How Harvard's CS50 Renewed My Hope For Online Education - eriktrautman
http://www.modernwanderlust.com/show_post.php?id=93
======
gits1225
The difference between CS50 and others is that CS50 gives you a similar
experience of taking a class in flesh and blood, while offering all the
flexibility of online education; in other courses, it feels like the
professors are held at gun point and are asked to teach the material in 10-15
mins intervals.

It is awkward to both the teacher and the student, because teaching with a
camera up so close to one's face is so, and just because Salman Khan (Khan
Academy) did so, doesn't mean every Udacity, edx, and Coursera should.
Remember that in the beginning, Salman Khan intended those videos for his
cousins.

Just look at SEE[1], to see how effective a traditional class room style
teaching can be. SICP[2], SEE and CS50 are hands down the best lectures I ever
had the pleasure to learn from.

[1] <http://see.stanford.edu/see/courses.aspx>

[2] [http://groups.csail.mit.edu/mac/classes/6.001/abelson-
sussma...](http://groups.csail.mit.edu/mac/classes/6.001/abelson-sussman-
lectures/)

------
aruss
I wholeheartedly agree with the OP. I took Prof Malan's course via the Harvard
Extension School my junior year of high school while trying to get into
programming. I first tried to get into PHP and C++ the prior summer (I had no
clue, and had no idea of how clueless I was). Enter MIT's OCW and CS50. I
quickly watched all of the lectures in about a week or so, and decided to take
the course for the following fall shortly thereafter.

Prof Malan is one of the best lecturers I have had the pleasure to learn from,
knowing how to keep an audience interested in just about anything. Malan and
his army of TAs have also done a fantastic job of creating a community around
CS50, and have provided a plethora of resources for their students. Their
assignments and problem sets were also perfect. They were challenging and
interesting without being inaccessible; teaching both programming skills and
being relevant to important CS concepts. We also got a special lecture from
Brian Kernighan at the end, which was a real treat.

I'm extremely appreciative for the skills and knowledge CS50 has given me, and
would highly recommend it to anyone willing to take on the challenge. It's the
reason why I have my current interest in and basic understanding of CS.

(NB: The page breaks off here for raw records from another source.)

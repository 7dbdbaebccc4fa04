use crate::config::LedgerConfig;
use crate::error::{Result, ScrapeError};
use crate::types::{IngestedIdSet, ProfileId};
use async_trait::async_trait;
use secrecy::{ExposeSecret, SecretString};
use serde_json::json;
use std::path::PathBuf;
use std::sync::{Arc, Mutex};
use tracing::{debug, instrument};

/// Persisted ledger of previously ingested announcements: read the id
/// column once per run, append one ordered row per new record.
///
/// `append_row` is at-least-once — the store keeps no idempotency key, so
/// duplicate suppression is entirely the caller's (the Dedup Gate's)
/// responsibility.
#[async_trait]
pub trait LedgerStore: Send + Sync {
    async fn read_column(&self, table: &str, column_range: &str) -> Result<Vec<String>>;
    async fn append_row(&self, table: &str, row: Vec<String>) -> Result<()>;
}

/// Source of the bearer token used against the ledger API. Injected so
/// alternate credential sources can be substituted without code change.
pub trait CredentialsProvider: Send + Sync {
    fn bearer_token(&self) -> Result<SecretString>;
}

/// Reads the token from an environment variable.
pub struct EnvTokenProvider {
    var: String,
}

impl EnvTokenProvider {
    pub fn new(var: impl Into<String>) -> Self {
        Self { var: var.into() }
    }
}

impl CredentialsProvider for EnvTokenProvider {
    fn bearer_token(&self) -> Result<SecretString> {
        match std::env::var(&self.var) {
            Ok(token) if !token.trim().is_empty() => Ok(SecretString::from(token)),
            _ => Err(ScrapeError::Authentication(format!(
                "environment variable '{}' is not set",
                self.var
            ))),
        }
    }
}

/// Reads the token from a file.
pub struct FileTokenProvider {
    path: PathBuf,
}

impl FileTokenProvider {
    pub fn new(path: impl Into<PathBuf>) -> Self {
        Self { path: path.into() }
    }
}

impl CredentialsProvider for FileTokenProvider {
    fn bearer_token(&self) -> Result<SecretString> {
        let token = std::fs::read_to_string(&self.path).map_err(|e| {
            ScrapeError::Authentication(format!(
                "cannot read token file '{}': {e}",
                self.path.display()
            ))
        })?;
        Ok(SecretString::from(token.trim().to_string()))
    }
}

/// Picks the provider the configuration asks for.
pub fn credentials_from_config(config: &LedgerConfig) -> Arc<dyn CredentialsProvider> {
    match &config.token_file {
        Some(path) => Arc::new(FileTokenProvider::new(path.clone())),
        None => Arc::new(EnvTokenProvider::new(config.token_env.clone())),
    }
}

const SHEETS_API_BASE: &str = "https://sheets.googleapis.com/v4/spreadsheets";

/// Google-Sheets-backed ledger via the v4 values REST endpoints.
pub struct SheetsLedger {
    client: reqwest::Client,
    spreadsheet_id: String,
    credentials: Arc<dyn CredentialsProvider>,
}

impl SheetsLedger {
    pub fn new(spreadsheet_id: impl Into<String>, credentials: Arc<dyn CredentialsProvider>) -> Self {
        Self {
            client: reqwest::Client::new(),
            spreadsheet_id: spreadsheet_id.into(),
            credentials,
        }
    }

    pub fn from_config(config: &LedgerConfig) -> Self {
        Self::new(config.spreadsheet_id.clone(), credentials_from_config(config))
    }

    fn status_error(status: reqwest::StatusCode, body: String) -> ScrapeError {
        match status.as_u16() {
            401 | 403 => ScrapeError::Authentication(format!("status {}: {body}", status.as_u16())),
            429 | 500..=599 => {
                ScrapeError::TransientNetwork(format!("status {}: {body}", status.as_u16()))
            }
            _ => ScrapeError::Ledger {
                message: format!("status {}: {body}", status.as_u16()),
            },
        }
    }
}

#[async_trait]
impl LedgerStore for SheetsLedger {
    #[instrument(skip(self))]
    async fn read_column(&self, table: &str, column_range: &str) -> Result<Vec<String>> {
        let token = self.credentials.bearer_token()?;
        let url = format!(
            "{SHEETS_API_BASE}/{}/values/{table}!{column_range}",
            self.spreadsheet_id
        );
        let response = self
            .client
            .get(&url)
            .bearer_auth(token.expose_secret())
            .send()
            .await?;
        let status = response.status();
        if !status.is_success() {
            let body = response.text().await.unwrap_or_default();
            return Err(Self::status_error(status, body));
        }

        let payload: serde_json::Value = response.json().await?;
        let values = payload
            .get("values")
            .and_then(|v| v.as_array())
            .cloned()
            .unwrap_or_default();
        // Each entry is a one-cell row of the requested column.
        let cells = values
            .iter()
            .filter_map(|row| row.as_array())
            .flatten()
            .filter_map(|cell| cell.as_str())
            .map(|s| s.to_string())
            .collect::<Vec<_>>();
        debug!("read {} cells from ledger column {table}!{column_range}", cells.len());
        Ok(cells)
    }

    #[instrument(skip(self, row))]
    async fn append_row(&self, table: &str, row: Vec<String>) -> Result<()> {
        let token = self.credentials.bearer_token()?;
        let url = format!(
            "{SHEETS_API_BASE}/{}/values/{table}:append?valueInputOption=USER_ENTERED",
            self.spreadsheet_id
        );
        let response = self
            .client
            .post(&url)
            .bearer_auth(token.expose_secret())
            .json(&json!({ "values": [row] }))
            .send()
            .await?;
        let status = response.status();
        if !status.is_success() {
            let body = response.text().await.unwrap_or_default();
            return Err(Self::status_error(status, body));
        }
        Ok(())
    }
}

/// In-memory ledger for tests and offline export runs.
pub struct InMemoryLedger {
    column: Mutex<Vec<String>>,
    rows: Mutex<Vec<Vec<String>>>,
}

impl InMemoryLedger {
    pub fn new() -> Self {
        Self {
            column: Mutex::new(Vec::new()),
            rows: Mutex::new(Vec::new()),
        }
    }

    /// Seeds the id column returned by `read_column`.
    pub fn with_ingested_ids(ids: &[&str]) -> Self {
        let ledger = Self::new();
        *ledger.column.lock().unwrap() = ids.iter().map(|s| s.to_string()).collect();
        ledger
    }

    pub fn appended_rows(&self) -> Vec<Vec<String>> {
        self.rows.lock().unwrap().clone()
    }
}

impl Default for InMemoryLedger {
    fn default() -> Self {
        Self::new()
    }
}

#[async_trait]
impl LedgerStore for InMemoryLedger {
    async fn read_column(&self, _table: &str, _column_range: &str) -> Result<Vec<String>> {
        Ok(self.column.lock().unwrap().clone())
    }

    async fn append_row(&self, _table: &str, row: Vec<String>) -> Result<()> {
        self.rows.lock().unwrap().push(row);
        Ok(())
    }
}

/// Reads the ledger's id column into the run's dedup snapshot. Called once
/// per run, before crawling begins.
pub async fn load_ingested_ids(
    store: &dyn LedgerStore,
    table: &str,
    column_range: &str,
) -> Result<IngestedIdSet> {
    let cells = store.read_column(table, column_range).await?;
    Ok(cells.into_iter().map(ProfileId).collect())
}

I'm really excited for what online education can offer if many other classes
can be brought up to the high standard Prof Malan and his team has set. With 5
years of community college (8th-12th grade) and a semester at a top liberal
arts college, all taken in-person, CS50 remains one of my favorite classes (in
terms of interest, challenge, fun, etc).

I should also mention I took CS75 with Malan as well, and while it wasn't
quite as enjoyable for a number of reasons, it was also an excellent course.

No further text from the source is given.